Two longtime GOP senators targeted by conservatives

Published June 20, 2011 4:00am ET



The conservative, anti-incumbent sentiment that dominated the 2010 congressional elections is back, and it’s threatening to unseat two veteran Republican senators. The GOP is eager to recapture the Senate majority in the 2012 elections, and party leaders are optimistic about their chances given that 23 Democratic seats are up for grabs and a half-dozen of those races are considered toss-ups.

Republicans need five additional seats to take effective control of the chamber. The GOP captured control of the House last year.

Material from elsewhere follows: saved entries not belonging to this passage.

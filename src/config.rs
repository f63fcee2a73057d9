//! Run settings and user exclusion rules.
//!
//! Configuration is read from TOML:
//!
//! ```toml
//! [run]
//! workers = 16
//! report_file = "report.txt"
//!
//! [filters]
//! skip_hidden = false
//!
//! [filters.exclude]
//! filenames = ["Thumbs.db"]
//! patterns = ["keep/**", "*.part"]
//! regex = []
//! ```
//!
//! Exclusions add to the built-in ones (category folders and the report
//! file); they never remove them.

use glob::Pattern;
use regex::Regex;
use serde::Deserialize;
use std::collections::HashSet;
use std::ffi::OsStr;
use std::fs;
use std::path::{Path, PathBuf};

/// Default worker pool size.
pub const DEFAULT_WORKERS: usize = 16;

/// Default report file name, created directly under the sorted root.
pub const DEFAULT_REPORT_FILE: &str = "report.txt";

/// Errors that can occur during configuration loading and filtering.
#[derive(Debug, Clone)]
pub enum ConfigError {
    /// Configuration file not found at the specified path.
    ConfigNotFound(PathBuf),
    /// Invalid TOML syntax, structure or values.
    ConfigInvalid(String),
    /// Invalid glob pattern provided.
    InvalidGlobPattern(String),
    /// Invalid regex pattern provided with the actual error reason.
    InvalidRegexPattern {
        /// The regex pattern that failed to compile.
        pattern: String,
        /// The reason why the pattern is invalid.
        reason: String,
    },
    /// IO error while reading configuration.
    IoError(String),
}

impl std::fmt::Display for ConfigError {
    fn fmt(&self, f: &mut std::fmt::Formatter<'_>) -> std::fmt::Result {
        match self {
            ConfigError::ConfigNotFound(path) => {
                write!(f, "Configuration file not found: {}", path.display())
            }
            ConfigError::ConfigInvalid(msg) => write!(f, "Invalid configuration: {}", msg),
            ConfigError::InvalidGlobPattern(pattern) => {
                write!(f, "Invalid glob pattern '{}'", pattern)
            }
            ConfigError::InvalidRegexPattern { pattern, reason } => {
                write!(f, "Invalid regex pattern '{}': {}", pattern, reason)
            }
            ConfigError::IoError(msg) => write!(f, "IO error reading configuration: {}", msg),
        }
    }
}

impl std::error::Error for ConfigError {}

/// Top-level configuration.
#[derive(Debug, Clone, Default, Deserialize)]
pub struct Config {
    #[serde(default)]
    pub run: RunSettings,
    #[serde(default)]
    pub filters: FilterRules,
}

/// How a run is executed.
#[derive(Debug, Clone, Deserialize)]
pub struct RunSettings {
    /// Number of worker threads dispatching entries.
    #[serde(default = "default_workers")]
    pub workers: usize,
    /// Name of the report file written under the root.
    #[serde(default = "default_report_file")]
    pub report_file: String,
}

fn default_workers() -> usize {
    DEFAULT_WORKERS
}

fn default_report_file() -> String {
    DEFAULT_REPORT_FILE.to_string()
}

impl Default for RunSettings {
    fn default() -> Self {
        Self {
            workers: default_workers(),
            report_file: default_report_file(),
        }
    }
}

/// Rules deciding which entries are left alone.
#[derive(Debug, Clone, Default, Deserialize)]
pub struct FilterRules {
    /// Skip entries whose name starts with a dot.
    #[serde(default)]
    pub skip_hidden: bool,

    #[serde(default)]
    pub exclude: ExcludeRules,
}

/// Rules for excluding entries from sorting.
#[derive(Debug, Clone, Default, Deserialize)]
pub struct ExcludeRules {
    /// Exact file or directory names (e.g. "Thumbs.db").
    #[serde(default)]
    pub filenames: Vec<String>,

    /// Glob patterns matched against the path relative to the root.
    #[serde(default)]
    pub patterns: Vec<String>,

    /// Regex patterns matched against the entry name.
    #[serde(default)]
    pub regex: Vec<String>,
}

impl Config {
    /// Load configuration from a file, with fallback to defaults.
    ///
    /// Attempts to load configuration in the following order:
    /// 1. If `config_path` is provided, load from that file
    /// 2. Look for `.cleanfolderrc.toml` in the current directory
    /// 3. Look for `~/.config/clean-folder/config.toml` in home directory
    /// 4. Fall back to default configuration
    ///
    /// # Errors
    ///
    /// Returns an error if a configuration file is explicitly provided but cannot be read,
    /// or if any file that is found fails to parse.
    pub fn load(config_path: Option<&Path>) -> Result<Self, ConfigError> {
        if let Some(path) = config_path {
            return Self::load_from_file(path);
        }

        let local_config = PathBuf::from(".cleanfolderrc.toml");
        if local_config.exists() {
            return Self::load_from_file(&local_config);
        }

        if let Ok(home) = std::env::var("HOME") {
            let home_config = PathBuf::from(home)
                .join(".config")
                .join("clean-folder")
                .join("config.toml");
            if home_config.exists() {
                return Self::load_from_file(&home_config);
            }
        }

        Ok(Self::default())
    }

    fn load_from_file(path: &Path) -> Result<Self, ConfigError> {
        if !path.exists() {
            return Err(ConfigError::ConfigNotFound(path.to_path_buf()));
        }

        let content = fs::read_to_string(path).map_err(|e| ConfigError::IoError(e.to_string()))?;
        Self::from_toml(&content)
    }

    /// Parses and validates configuration from a TOML string.
    pub fn from_toml(content: &str) -> Result<Self, ConfigError> {
        let config: Self =
            toml::from_str(content).map_err(|e| ConfigError::ConfigInvalid(e.to_string()))?;
        config.validate()?;
        Ok(config)
    }

    /// Checks values serde cannot check on its own.
    pub fn validate(&self) -> Result<(), ConfigError> {
        if self.run.workers == 0 {
            return Err(ConfigError::ConfigInvalid(
                "run.workers must be at least 1".to_string(),
            ));
        }

        let report = Path::new(&self.run.report_file);
        if report.file_name() != Some(OsStr::new(&self.run.report_file)) {
            return Err(ConfigError::ConfigInvalid(format!(
                "run.report_file must be a plain file name, got '{}'",
                self.run.report_file
            )));
        }

        Ok(())
    }

    /// Compile the filter rules into matchers.
    ///
    /// # Errors
    ///
    /// Returns an error if any regex or glob patterns are invalid.
    pub fn compile_filters(&self) -> Result<CompiledFilters, ConfigError> {
        CompiledFilters::new(&self.filters)
    }
}

/// Pre-compiled exclusion rules.
#[derive(Debug, Clone, Default)]
pub struct CompiledFilters {
    skip_hidden: bool,
    exclude_filenames: HashSet<String>,
    exclude_patterns: Vec<Pattern>,
    exclude_regexes: Vec<Regex>,
}

impl CompiledFilters {
    fn new(rules: &FilterRules) -> Result<Self, ConfigError> {
        let exclude_patterns = rules
            .exclude
            .patterns
            .iter()
            .map(|pattern| {
                Pattern::new(pattern).map_err(|_| ConfigError::InvalidGlobPattern(pattern.clone()))
            })
            .collect::<Result<Vec<_>, _>>()?;

        let exclude_regexes = rules
            .exclude
            .regex
            .iter()
            .map(|pattern| {
                Regex::new(pattern).map_err(|e| ConfigError::InvalidRegexPattern {
                    pattern: pattern.clone(),
                    reason: e.to_string(),
                })
            })
            .collect::<Result<Vec<_>, _>>()?;

        Ok(Self {
            skip_hidden: rules.skip_hidden,
            exclude_filenames: rules.exclude.filenames.iter().cloned().collect(),
            exclude_patterns,
            exclude_regexes,
        })
    }

    /// Whether an entry, given relative to the root, matches a user exclusion.
    ///
    /// Every component of the path is checked against the name rules, so an
    /// excluded directory also covers everything below it.
    pub fn is_excluded(&self, relative: &Path) -> bool {
        let by_name = relative.components().any(|component| {
            let name = component.as_os_str().to_string_lossy();
            (self.skip_hidden && name.starts_with('.'))
                || self.exclude_filenames.contains(name.as_ref())
                || self.exclude_regexes.iter().any(|re| re.is_match(&name))
        });

        by_name
            || self
                .exclude_patterns
                .iter()
                .any(|pattern| pattern.matches_path(relative))
    }
}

But the restless electorate the GOP hopes to harness to help win those seats is also threatening longtime Republican Sens. Orrin Hatch of Utah and Richard Lugar of Indiana, who are being targeted in Republican primaries by the Tea Party movement and other conservative groups. Republicans will likely end up retaining those seats, but it may not be Hatch and Lugar who win them.

“For voters, the seniority argument doesn’t get you anywhere right now,” Jennifer Duffy, senior editor for the Cook Political Report, told The Washington Examiner.

Hatch and Lugar, who both took office in January 1977, are under attack by conservatives who believe the lawmakers’ lengthy voting records support excessive government spending and government intrusion.

The two are being assailed for siding with the Democrats on a number of initiatives, including the 2007 Wall Street bailout.

Both senators are under attack by FreedomWorks, the Tea Party-backed grass-roots organization that fights for more limited government and less spending.

The group is working in Utah to recruit a candidate more conservative than Hatch and it is considering getting involved in the effort to block Lugar’s re-election bid by backing a competing GOP candidate in the Hoosier State.

“Our strategy is really to try to build a caucus in the Senate of fiscal conservatives who have respect for the constitutionally limited role of government,” said Russ Walker, FreedomWorks’ vice president of political and grassroots campaigns.

Duffy said Hatch may be in better shape politically than Lugar, who already has a primary opponent backed by many state party officials.

“Lugar hasn’t had a head start,” Duffy said. “This is all kind of new to him.”

Although Hatch is all but guaranteed to be challenged from the right, he has no declared opponent yet and the senator has had a year to prepare for a challenging re-election bid.

Hatch’s former GOP colleague, Sen. Robert Bennett, lost his re-election bid in May 2010 when the delegates at the state’s GOP convention voted him down in favor of two more conservative candidates. Hatch is now working to ensure that his supporters are signing up to be among the 3,000 delegates who will pick GOP Senate primary candidates next May.

But Hatch was not helped by a new state poll, released Monday, that showed 59 percent of registered voters believe it is time to elect someone new to the seat.

“It’s one thing to have Republican delegates unhappy with you,” University of Utah political science professor Matthew Burbank said. “But it looks like lots of people in the state say he’s been there too long. That makes it difficult because even if he gets to a primary in his state, he could lose that.”